[[ DATA FOR THE TASK open ]]

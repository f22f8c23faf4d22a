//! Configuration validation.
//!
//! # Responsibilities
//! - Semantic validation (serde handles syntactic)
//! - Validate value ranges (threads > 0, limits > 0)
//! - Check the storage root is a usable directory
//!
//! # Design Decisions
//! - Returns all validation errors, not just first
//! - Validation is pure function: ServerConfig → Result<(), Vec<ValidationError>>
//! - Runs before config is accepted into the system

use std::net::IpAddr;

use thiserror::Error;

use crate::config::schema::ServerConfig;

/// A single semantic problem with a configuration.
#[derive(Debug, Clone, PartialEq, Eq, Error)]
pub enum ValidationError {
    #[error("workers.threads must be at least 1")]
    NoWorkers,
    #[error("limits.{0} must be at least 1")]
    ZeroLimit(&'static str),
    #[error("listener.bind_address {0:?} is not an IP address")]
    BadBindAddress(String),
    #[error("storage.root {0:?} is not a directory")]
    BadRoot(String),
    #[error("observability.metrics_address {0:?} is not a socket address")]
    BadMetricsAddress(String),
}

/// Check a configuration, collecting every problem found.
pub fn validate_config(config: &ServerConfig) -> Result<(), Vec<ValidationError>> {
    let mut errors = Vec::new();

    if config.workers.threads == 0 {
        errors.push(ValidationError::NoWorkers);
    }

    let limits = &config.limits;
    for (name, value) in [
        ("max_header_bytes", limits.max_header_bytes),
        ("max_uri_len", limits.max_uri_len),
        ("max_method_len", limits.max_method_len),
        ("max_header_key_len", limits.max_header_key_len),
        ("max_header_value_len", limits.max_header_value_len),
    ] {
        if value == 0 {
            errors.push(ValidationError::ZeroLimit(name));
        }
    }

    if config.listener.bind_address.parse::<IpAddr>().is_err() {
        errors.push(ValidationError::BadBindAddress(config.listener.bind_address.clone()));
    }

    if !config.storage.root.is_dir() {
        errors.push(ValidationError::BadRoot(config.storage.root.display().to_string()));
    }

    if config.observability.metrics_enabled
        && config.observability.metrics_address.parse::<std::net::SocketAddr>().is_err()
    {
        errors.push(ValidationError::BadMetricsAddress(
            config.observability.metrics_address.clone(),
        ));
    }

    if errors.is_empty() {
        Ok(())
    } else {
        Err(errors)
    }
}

[[ DATA FOR THE TASK closed ]]
[[ DATA FOR THE TASK open ]]

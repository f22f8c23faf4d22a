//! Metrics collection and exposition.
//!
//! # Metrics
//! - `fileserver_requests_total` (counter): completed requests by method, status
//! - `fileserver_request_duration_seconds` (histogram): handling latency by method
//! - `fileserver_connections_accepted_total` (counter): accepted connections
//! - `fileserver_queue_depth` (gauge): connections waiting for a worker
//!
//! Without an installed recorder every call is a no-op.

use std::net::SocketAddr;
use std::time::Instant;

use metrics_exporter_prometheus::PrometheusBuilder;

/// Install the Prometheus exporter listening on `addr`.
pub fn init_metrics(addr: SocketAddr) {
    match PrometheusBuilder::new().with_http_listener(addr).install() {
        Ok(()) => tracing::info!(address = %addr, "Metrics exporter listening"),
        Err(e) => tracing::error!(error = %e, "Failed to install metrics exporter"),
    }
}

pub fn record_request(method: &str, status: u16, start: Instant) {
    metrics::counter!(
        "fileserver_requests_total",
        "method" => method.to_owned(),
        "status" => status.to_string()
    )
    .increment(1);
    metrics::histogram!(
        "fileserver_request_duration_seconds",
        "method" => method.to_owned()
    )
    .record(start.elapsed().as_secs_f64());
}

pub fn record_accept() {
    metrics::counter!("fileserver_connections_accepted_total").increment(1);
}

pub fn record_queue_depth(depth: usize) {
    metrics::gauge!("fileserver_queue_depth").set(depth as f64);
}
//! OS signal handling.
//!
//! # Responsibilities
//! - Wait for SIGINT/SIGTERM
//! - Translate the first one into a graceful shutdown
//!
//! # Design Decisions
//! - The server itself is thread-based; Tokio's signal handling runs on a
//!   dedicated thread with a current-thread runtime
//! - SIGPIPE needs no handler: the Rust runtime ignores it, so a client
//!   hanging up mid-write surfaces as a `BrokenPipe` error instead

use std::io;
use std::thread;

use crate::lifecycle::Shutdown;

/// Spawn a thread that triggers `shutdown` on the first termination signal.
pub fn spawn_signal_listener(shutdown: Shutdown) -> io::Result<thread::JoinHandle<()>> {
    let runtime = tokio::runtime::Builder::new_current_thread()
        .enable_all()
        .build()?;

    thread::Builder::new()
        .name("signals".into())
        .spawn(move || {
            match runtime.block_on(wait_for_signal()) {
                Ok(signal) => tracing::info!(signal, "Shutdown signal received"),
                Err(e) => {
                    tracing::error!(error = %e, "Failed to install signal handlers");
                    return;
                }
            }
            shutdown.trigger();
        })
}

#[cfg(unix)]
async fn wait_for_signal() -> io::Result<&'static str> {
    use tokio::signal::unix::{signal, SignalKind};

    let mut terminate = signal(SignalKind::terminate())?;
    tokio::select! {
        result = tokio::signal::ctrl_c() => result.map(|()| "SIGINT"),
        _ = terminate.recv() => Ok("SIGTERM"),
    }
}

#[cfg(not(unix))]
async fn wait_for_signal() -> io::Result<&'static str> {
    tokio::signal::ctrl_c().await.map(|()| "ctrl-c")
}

[[ DATA FOR THE TASK closed ]]
[[ DATA FOR THE TASK open ]]

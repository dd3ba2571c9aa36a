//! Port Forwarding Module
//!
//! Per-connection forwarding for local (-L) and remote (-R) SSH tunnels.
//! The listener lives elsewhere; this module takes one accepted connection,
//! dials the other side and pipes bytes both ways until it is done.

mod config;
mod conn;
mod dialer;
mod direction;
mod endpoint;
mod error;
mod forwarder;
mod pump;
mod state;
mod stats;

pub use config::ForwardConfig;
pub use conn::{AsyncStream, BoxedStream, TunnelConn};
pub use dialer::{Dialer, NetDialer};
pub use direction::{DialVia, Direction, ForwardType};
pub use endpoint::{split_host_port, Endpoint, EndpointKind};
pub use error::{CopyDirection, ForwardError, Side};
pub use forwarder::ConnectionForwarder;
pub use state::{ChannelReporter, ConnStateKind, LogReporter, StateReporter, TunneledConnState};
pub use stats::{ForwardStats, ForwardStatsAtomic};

[[ DATA FOR THE TASK closed ]]

What you give back should be only the lines of the records above, starting at the line with "ServerConfig → Result<(), Vec<ValidationError>>" and ending at the line with "pub enum ValidationError", restated word for word.

• _ANSWER TO THIS PROBLEM_
//! - Validation is pure function: ServerConfig → Result<(), Vec<ValidationError>>
//! - Runs before config is accepted into the system

use std::net::IpAddr;

use thiserror::Error;

use crate::config::schema::ServerConfig;

/// A single semantic problem with a configuration.
#[derive(Debug, Clone, PartialEq, Eq, Error)]
pub enum ValidationError {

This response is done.